Explanation: You might argue that Trump never said that global warming didn't contribute at all, which is true, he at least acknowledged that it may play a small role. But, given his past statements on global warming (e.g., “global warming is a Chinese hoax”), he is clearly attempting to down play it to a degree where some of his audience will think that global warming is nothing to be concerned about. This is why I have chosen to not be more charitable with my interpretation. 

It is true that forest management is important when it comes to the prevention of wildfires. It is also important to note that a larger population of people living in forested areas is going to play a role as well. That said, what is more, the science indicates that events of this nature will be exacerbated by climate change [9,10]. Now, to what degree each of these contributes is debatable. However, to diminish global warming's role to the point of dismissal in this unprecedented event (the past few years have produced the worst wildfires in California's history) is prevarication. Absolutely global warming is making these wildfires worse and, based off of current trends as well as the science, will most probably intensify in the future. Trump is cherry-picking from the body of evidence surrounding forest fires to support his argument that mismanagement is what lead to California's fires.


Conclusion

As is always the case, if you find yourself confronted with this fallacy in everyday discourse, it is important to remember that it renders the argument bad and should be rejected. What is more, if you find yourself using this fallacy within one of your own arguments, as an individual who ascribes to the philosophy of Critical Thinking, you must replace it with a good argument.

References

[1] Seralini, Gilles-Eric, et al. Long term study of a Roundup herbicide and a Roundup-tolerant genetically modified maize. Food and Chemical Toxicology (2012); Volume 50, Issue 11: 4221-4231.
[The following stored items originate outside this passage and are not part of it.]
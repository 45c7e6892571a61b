use std::time::Duration;

use serde::{Deserialize, Serialize};

use crate::shared::ValidationError;

/// Tunables of a block set run.
#[derive(Clone, Debug, Deserialize, Serialize, PartialEq, Eq)]
pub struct BlockSetConfig {
    /// Capacity in bytes of the buffer between two adjacent blocks.
    ///
    /// A producer writing into a full buffer is suspended until its consumer reads.
    ///
    /// Default: 65536 (64 KiB)
    #[serde(default = "default_pipe_buffer_size")]
    pub pipe_buffer_size: usize,

    /// Time in milliseconds each block is given to drain after a graceful termination request
    /// before it is aborted.
    ///
    /// Default: 10000 (10 seconds)
    #[serde(default = "default_grace_period_ms")]
    pub grace_period_ms: u64,
}

impl BlockSetConfig {
    pub const DEFAULT_PIPE_BUFFER_SIZE: usize = 64 * 1024;

    pub const DEFAULT_GRACE_PERIOD_MS: u64 = 10_000;

    pub fn grace_period(&self) -> Duration {
        Duration::from_millis(self.grace_period_ms)
    }

    /// Validates the block set configuration.
    pub fn validate(&self) -> Result<(), ValidationError> {
        if self.pipe_buffer_size == 0 {
            return Err(ValidationError::PipeBufferSizeZero);
        }

        if self.grace_period_ms == 0 {
            return Err(ValidationError::GracePeriodZero);
        }

        Ok(())
    }
}

impl Default for BlockSetConfig {
    fn default() -> Self {
        Self {
            pipe_buffer_size: Self::DEFAULT_PIPE_BUFFER_SIZE,
            grace_period_ms: Self::DEFAULT_GRACE_PERIOD_MS,
        }
    }
}

fn default_pipe_buffer_size() -> usize {
    BlockSetConfig::DEFAULT_PIPE_BUFFER_SIZE
}

fn default_grace_period_ms() -> u64 {
    BlockSetConfig::DEFAULT_GRACE_PERIOD_MS
}

#[cfg(test)]
mod tests {
    use super::*;

    #[test]
    fn test_default_config() {
        let config = BlockSetConfig::default();
        assert_eq!(config.pipe_buffer_size, 65_536);
        assert_eq!(config.grace_period(), Duration::from_secs(10));
        assert!(config.validate().is_ok());
    }

    #[test]
    fn test_validate_zero_buffer() {
        let config = BlockSetConfig {
            pipe_buffer_size: 0,
            ..Default::default()
        };
        assert_eq!(config.validate(), Err(ValidationError::PipeBufferSizeZero));
    }

    #[test]
    fn test_validate_zero_grace_period() {
        let config = BlockSetConfig {
            grace_period_ms: 0,
            ..Default::default()
        };
        assert_eq!(config.validate(), Err(ValidationError::GracePeriodZero));
    }

    #[test]
    fn test_missing_fields_use_defaults() {
        let config: BlockSetConfig = serde_json::from_str(r#"{"grace_period_ms": 250}"#).unwrap();
        assert_eq!(config.pipe_buffer_size, BlockSetConfig::DEFAULT_PIPE_BUFFER_SIZE);
        assert_eq!(config.grace_period_ms, 250);
    }
}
[2] Carman, Judy A., et. al. A long-term toxicology study on pigs fed a combined genetically modified (GM) soy and GM maize diet. Journal of Organic Systems (2013); Volume 8, Issue 1: 38-54.

[3] Swanson, Nancy L., et. al. Genetically engineered crops, glyphosate and the deterioration of health in the United States. Journal of Organic Systems (2014); Volume 9, Issue 2: 6-37.

[4] Correlation Analysis – Market Research.

[5] National Academies of Sciences, Engineering, and Medicine. 2016. Genetically Engineered Crops: Experiences and Prospects. Washington, DC: The National Academies Press.

[6] Mutter, Joachim, et. al. Mercury and autism: Accelerating Evidence? Neuroendocrinology Letters (2005); Volume 26, Issue 5: 439-446.

[7] Centers for Disease Control and Prevention. Frequently Asked Questions about Thimerosal.

[8] Guardian Staff: “Trump blames wildfires on forest mismanagement again.” The Guardian (2018).

[9] Ebbs, Stefanie. “Undeniable link to climate change in California's fire season, expert says.” Abc News (2018).